**EXERCISE AIM**
Examine each line of the data. Copy those that contain the string "messaging".

**EXERCISE INPUTS**
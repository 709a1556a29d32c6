//! Locating the native helper through its installed host manifest.
//!
//! Browsers find native-messaging hosts through a small JSON manifest
//! installed per browser and scope. The relay reads the same manifest to
//! learn where the helper executable lives.

pub mod paths;

#[cfg(all(windows, feature = "windows-registry"))]
pub mod winreg;

use std::fs;
use std::path::{Path, PathBuf};

use serde::{Deserialize, Serialize};

use crate::error::RelayError;
pub use paths::{Family, Scope};

/// A native-messaging host manifest.
#[derive(Debug, Clone, PartialEq, Eq, Serialize, Deserialize)]
pub struct Manifest {
    pub name: String,
    pub description: String,
    pub path: PathBuf,
    #[serde(rename = "type")]
    pub kind: String,
    #[serde(default, skip_serializing_if = "Option::is_none")]
    pub allowed_origins: Option<Vec<String>>,
    #[serde(default, skip_serializing_if = "Option::is_none")]
    pub allowed_extensions: Option<Vec<String>>,
}

/// A manifest found on disk, with the file it came from.
#[derive(Debug, Clone, PartialEq, Eq)]
pub struct Located {
    pub manifest_path: PathBuf,
    pub manifest: Manifest,
    pub family: Family,
}

impl Manifest {
    /// Parse and validate the manifest at `path` for host `host`.
    pub fn read(path: &Path, host: &str) -> Result<Self, RelayError> {
        let raw = fs::read_to_string(path)?;
        let manifest: Manifest = serde_json::from_str(&raw)?;
        manifest.validate(host)?;
        Ok(manifest)
    }

    fn validate(&self, host: &str) -> Result<(), RelayError> {
        if self.name != host {
            return Err(RelayError::Manifest {
                detail: format!("manifest names '{}', expected '{host}'", self.name),
            });
        }
        if self.kind != "stdio" {
            return Err(RelayError::Manifest {
                detail: format!("unsupported host type '{}'", self.kind),
            });
        }
        if cfg!(unix) && !self.path.is_absolute() {
            return Err(RelayError::Manifest {
                detail: format!("host path {:?} must be absolute", self.path),
            });
        }
        Ok(())
    }
}

fn candidates(host: &str, browser: &str) -> Result<Vec<PathBuf>, RelayError> {
    let mut out = Vec::new();

    #[cfg(all(windows, feature = "windows-registry"))]
    {
        let key = paths::winreg_key_path(browser, host)?;
        for scope in [Scope::User, Scope::System] {
            if let Some(p) = winreg::read_manifest_path_from_reg(scope, &key)? {
                out.push(p);
            }
        }
    }

    for scope in [Scope::User, Scope::System] {
        // A scope the browser doesn't define on this OS is just skipped.
        if let Ok(p) = paths::manifest_path(browser, scope, host) {
            out.push(p);
        }
    }
    Ok(out)
}

/// Find `host`'s manifest for `browser`, user scope first.
///
/// Returns `Ok(None)` when no manifest file exists; an existing but invalid
/// manifest is an error.
pub fn locate(host: &str, browser: &str) -> Result<Option<Located>, RelayError> {
    let family = paths::browser(browser)?.family;
    for manifest_path in candidates(host, browser)? {
        if !manifest_path.exists() {
            continue;
        }
        let manifest = Manifest::read(&manifest_path, host)?;
        tracing::debug!(path = %manifest_path.display(), "found native host manifest");
        return Ok(Some(Located {
            manifest_path,
            manifest,
            family,
        }));
    }
    Ok(None)
}

/// Is a valid manifest for `host` installed for `browser`?
pub fn verify_installed(host: &str, browser: &str) -> Result<bool, RelayError> {
    Ok(locate(host, browser)?.is_some())
}
use std::collections::HashMap;
use std::path::PathBuf;

use once_cell::sync::Lazy;
use serde::Deserialize;

use crate::error::RelayError;

/// Install scope of a host manifest.
#[derive(Debug, Clone, Copy, PartialEq, Eq)]
pub enum Scope {
    User,
    System,
}

/// Browser family; decides how the helper is launched.
#[derive(Debug, Clone, Copy, PartialEq, Eq, Deserialize)]
#[serde(rename_all = "lowercase")]
pub enum Family {
    Firefox,
    Chromium,
}

#[derive(Debug, Clone, Default, Deserialize)]
pub struct ScopeDirs {
    pub user: Option<String>,
    pub system: Option<String>,
}

#[derive(Debug, Clone, Deserialize)]
pub struct BrowserEntry {
    pub family: Family,
    #[serde(default)]
    pub linux: ScopeDirs,
    #[serde(default)]
    pub macos: ScopeDirs,
    #[serde(default)]
    pub windows: ScopeDirs,
    pub registry: Option<String>,
}

#[derive(Debug, Deserialize)]
struct BrowsersFile {
    browsers: HashMap<String, BrowserEntry>,
}

static BROWSERS: Lazy<Result<BrowsersFile, String>> = Lazy::new(|| {
    toml::from_str(include_str!("browsers.toml")).map_err(|e| e.to_string())
});

/// Look up a browser key (`"firefox"`, `"chrome"`, ...) in the embedded table.
pub fn browser(key: &str) -> Result<&'static BrowserEntry, RelayError> {
    let table = (*BROWSERS).as_ref().map_err(|e| RelayError::Manifest {
        detail: format!("embedded browsers.toml is invalid: {e}"),
    })?;
    table.browsers.get(key).ok_or_else(|| RelayError::Manifest {
        detail: format!("unknown browser '{key}'"),
    })
}

/// Every browser key the embedded table knows about.
pub fn browser_keys() -> Vec<&'static str> {
    match &*BROWSERS {
        Ok(table) => {
            let mut keys: Vec<&'static str> = table.browsers.keys().map(String::as_str).collect();
            keys.sort_unstable();
            keys
        }
        Err(_) => Vec::new(),
    }
}

fn os_dirs(entry: &BrowserEntry) -> &ScopeDirs {
    if cfg!(target_os = "windows") {
        &entry.windows
    } else if cfg!(target_os = "macos") {
        &entry.macos
    } else {
        &entry.linux
    }
}

/// Replace every `{VAR}` in `template` with the environment variable `VAR`.
pub(crate) fn expand_template(template: &str) -> Result<String, RelayError> {
    let mut out = String::with_capacity(template.len());
    let mut rest = template;
    while let Some(start) = rest.find('{') {
        out.push_str(&rest[..start]);
        let after = &rest[start + 1..];
        let end = after.find('}').ok_or_else(|| RelayError::Manifest {
            detail: format!("unterminated placeholder in '{template}'"),
        })?;
        let var = &after[..end];
        let value = std::env::var(var).map_err(|_| RelayError::Manifest {
            detail: format!("environment variable {var} is not set"),
        })?;
        out.push_str(&value);
        rest = &after[end + 1..];
    }
    out.push_str(rest);
    Ok(out)
}

/// Directory holding host manifests for `browser` at `scope` on this OS.
pub fn manifest_dir(browser_key: &str, scope: Scope) -> Result<PathBuf, RelayError> {
    let dirs = os_dirs(browser(browser_key)?);
    let template = match scope {
        Scope::User => dirs.user.as_deref(),
        Scope::System => dirs.system.as_deref(),
    }
    .ok_or_else(|| RelayError::Manifest {
        detail: format!("{browser_key} has no {scope:?} manifest directory on this OS"),
    })?;
    Ok(PathBuf::from(expand_template(template)?))
}

/// Full path of `host`'s manifest for `browser` at `scope`.
pub fn manifest_path(browser_key: &str, scope: Scope, host: &str) -> Result<PathBuf, RelayError> {
    Ok(manifest_dir(browser_key, scope)?.join(format!("{host}.json")))
}

/// Registry key (under HKCU or HKLM) pointing at `host`'s manifest.
pub fn winreg_key_path(browser_key: &str, host: &str) -> Result<String, RelayError> {
    let base = browser(browser_key)?
        .registry
        .as_deref()
        .ok_or_else(|| RelayError::Manifest {
            detail: format!("{browser_key} has no registry location"),
        })?;
    Ok(format!(r"{base}\{host}"))
}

**OUTPUT FOR THIS TASK**
//! Browsers find native-messaging hosts through a small JSON manifest
/// A native-messaging host manifest.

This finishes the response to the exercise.